In interviews and publications, some Taliban leaders have even admitted to this shift, suggesting that in the past, the organisation was known as an insurgent group, not one that was expected to govern. As a result, they claim the Taliban never had a central doctrine and was therefore sometimes inflexible with their policies. Reports from the ground indicate that there are now provinces ruled by the Taliban in which women are allowed to go to school and leave the house unaccompanied by a male guardian. However, those freedoms are generally confined to areas that are culturally more liberal and are largely a by-product of the Taliban allowing its commanders to dictate local policy.

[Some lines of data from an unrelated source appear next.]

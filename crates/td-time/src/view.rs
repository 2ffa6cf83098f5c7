//! `CalendarView` — a day set restricted to one year, month, week, or day.
//!
//! A view owns a copy of its slice of the calendar, so it behaves as a small
//! calendar in its own right (`start`, `end`, `iter`, `contains`).  The dates
//! it hands out still belong to the full calendar, so arithmetic on them is
//! not confined to the view.  To step beyond its slice (`next`, `last`,
//! `shift`) it re-resolves the full calendar by id through the registry that
//! issued it, and therefore always sees the data currently registered under
//! that id.  Restricting a view's calendar again keeps the same origin.

use std::cmp::Ordering;
use std::collections::BTreeMap;
use std::hash::{Hash, Hasher};

use crate::date::Date;
use crate::date_like::{Canonical, DateLike, Ymd};
use crate::day_set::{DayMap, DaySet, DaySetIter};
use crate::registry::Origin;
use crate::trading_date::TradingDate;
use td_core::errors::{Error, Result};
use td_core::utilities::data_formatters::compact;

/// The unit a view spans.
#[derive(Debug, Clone, Copy, PartialEq, Eq, Hash)]
pub enum Unit {
    /// A calendar year.
    Year,
    /// A calendar month.
    Month,
    /// A Monday–Sunday week.
    Week,
    /// A single day.
    Day,
}

/// Which slice of the calendar a view covers.
#[derive(Debug, Clone, Copy, PartialEq, Eq, Hash)]
pub enum Scope {
    /// One year.
    Year(u16),
    /// One `(year, month)`.
    Month(u16, u8),
    /// The week starting on the given Monday.
    Week(Date),
    /// One `(year, month, day)`.
    Day(u16, u8, u8),
}

impl Scope {
    /// The unit of this scope.
    pub fn unit(&self) -> Unit {
        match self {
            Scope::Year(_) => Unit::Year,
            Scope::Month(..) => Unit::Month,
            Scope::Week(_) => Unit::Week,
            Scope::Day(..) => Unit::Day,
        }
    }
}

/// A restriction of a calendar to one year, month, week, or day.
#[derive(Clone)]
pub struct CalendarView {
    scope: Scope,
    slice: DaySet,
    origin: Origin,
}
//! # td-core
//!
//! Core types and error definitions for tradingdate-rs.
//!
//! This crate provides the foundational pieces shared by the other crates in
//! the workspace: the error hierarchy, the process-wide `Settings`, and the
//! helpers that turn raw `yyyymmdd` integers and strings into
//! `(year, month, day)` triples and back.

#![warn(missing_docs)]
#![forbid(unsafe_code)]

// ── Public modules ───────────────────────────────────────────────────────────

/// Error types and the `ensure!` / `mismatch!` macros.
pub mod errors;

/// Global library settings (default calendar, provider seeding window).
pub mod settings;

/// Date text parsing and formatting.
pub mod utilities;

// ── Re-exports for convenience ────────────────────────────────────────────────

pub use errors::{Error, Result};
pub use settings::Settings;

Abdul Basit, a researcher at the Nanyang Technological University of Singapore, who spoke to Indianexpress.com over the phone, addresses the idea that the Taliban has become more moderate but was generally sceptical of how that would play out in reality. Noting that the ‘new’ Taliban “have engaged in suicide attacks and fought side-by-side with Al Qaeda” he argues that “the concessions that they have made in the name of moderation is only for public consumption.”

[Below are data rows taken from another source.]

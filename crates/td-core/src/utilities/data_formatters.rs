//! Date formatting helpers, the inverse of
//! [`data_parsers`](crate::utilities::data_parsers).

/// Join `(year, month, day)` into a `yyyymmdd` integer.
pub fn compact(year: u16, month: u8, day: u8) -> i64 {
    year as i64 * 10_000 + month as i64 * 100 + day as i64
}

/// Format `(year, month, day)` as `"yyyymmdd"`.
pub fn format_compact(year: u16, month: u8, day: u8) -> String {
    format!("{year:04}{month:02}{day:02}")
}

/// Format `(year, month, day)` as `"yyyy-mm-dd"`.
pub fn format_iso(year: u16, month: u8, day: u8) -> String {
    format!("{year:04}-{month:02}-{day:02}")
}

When asked about the group’s push to include more Uzbeks, Tajiks and Hazaras within their ranks, Basit was reserved in his assessment. Despite this public demonstration of change, he believes an inclusive Taliban is still one in which its members adhere to a strict religious doctrine. Basit does acknowledge the shift however and speculates that the moderate Baradar is most likely to be the face of the Taliban in order to appease the West. Ultimately though, he says, “I wouldn’t use the word moderate to describe any element of the Taliban. There are hardliners and less hardliners in the organisation.”
Cultural changes, greater foreign scrutiny and the need to integrate Afghanistan into the global economy will likely dictate some of the Taliban’s prospective policies. However, whether they return to their rigid Islamic policies from the 1990s or adopt a surface-level form of pluralistic theocracy along the lines of Iran is yet to be seen. What is almost certain however, is that the Taliban must and will rule in accordance with Islamic doctrine. It is a core part of their identity and more importantly, it’s the only justification they have for existing at all.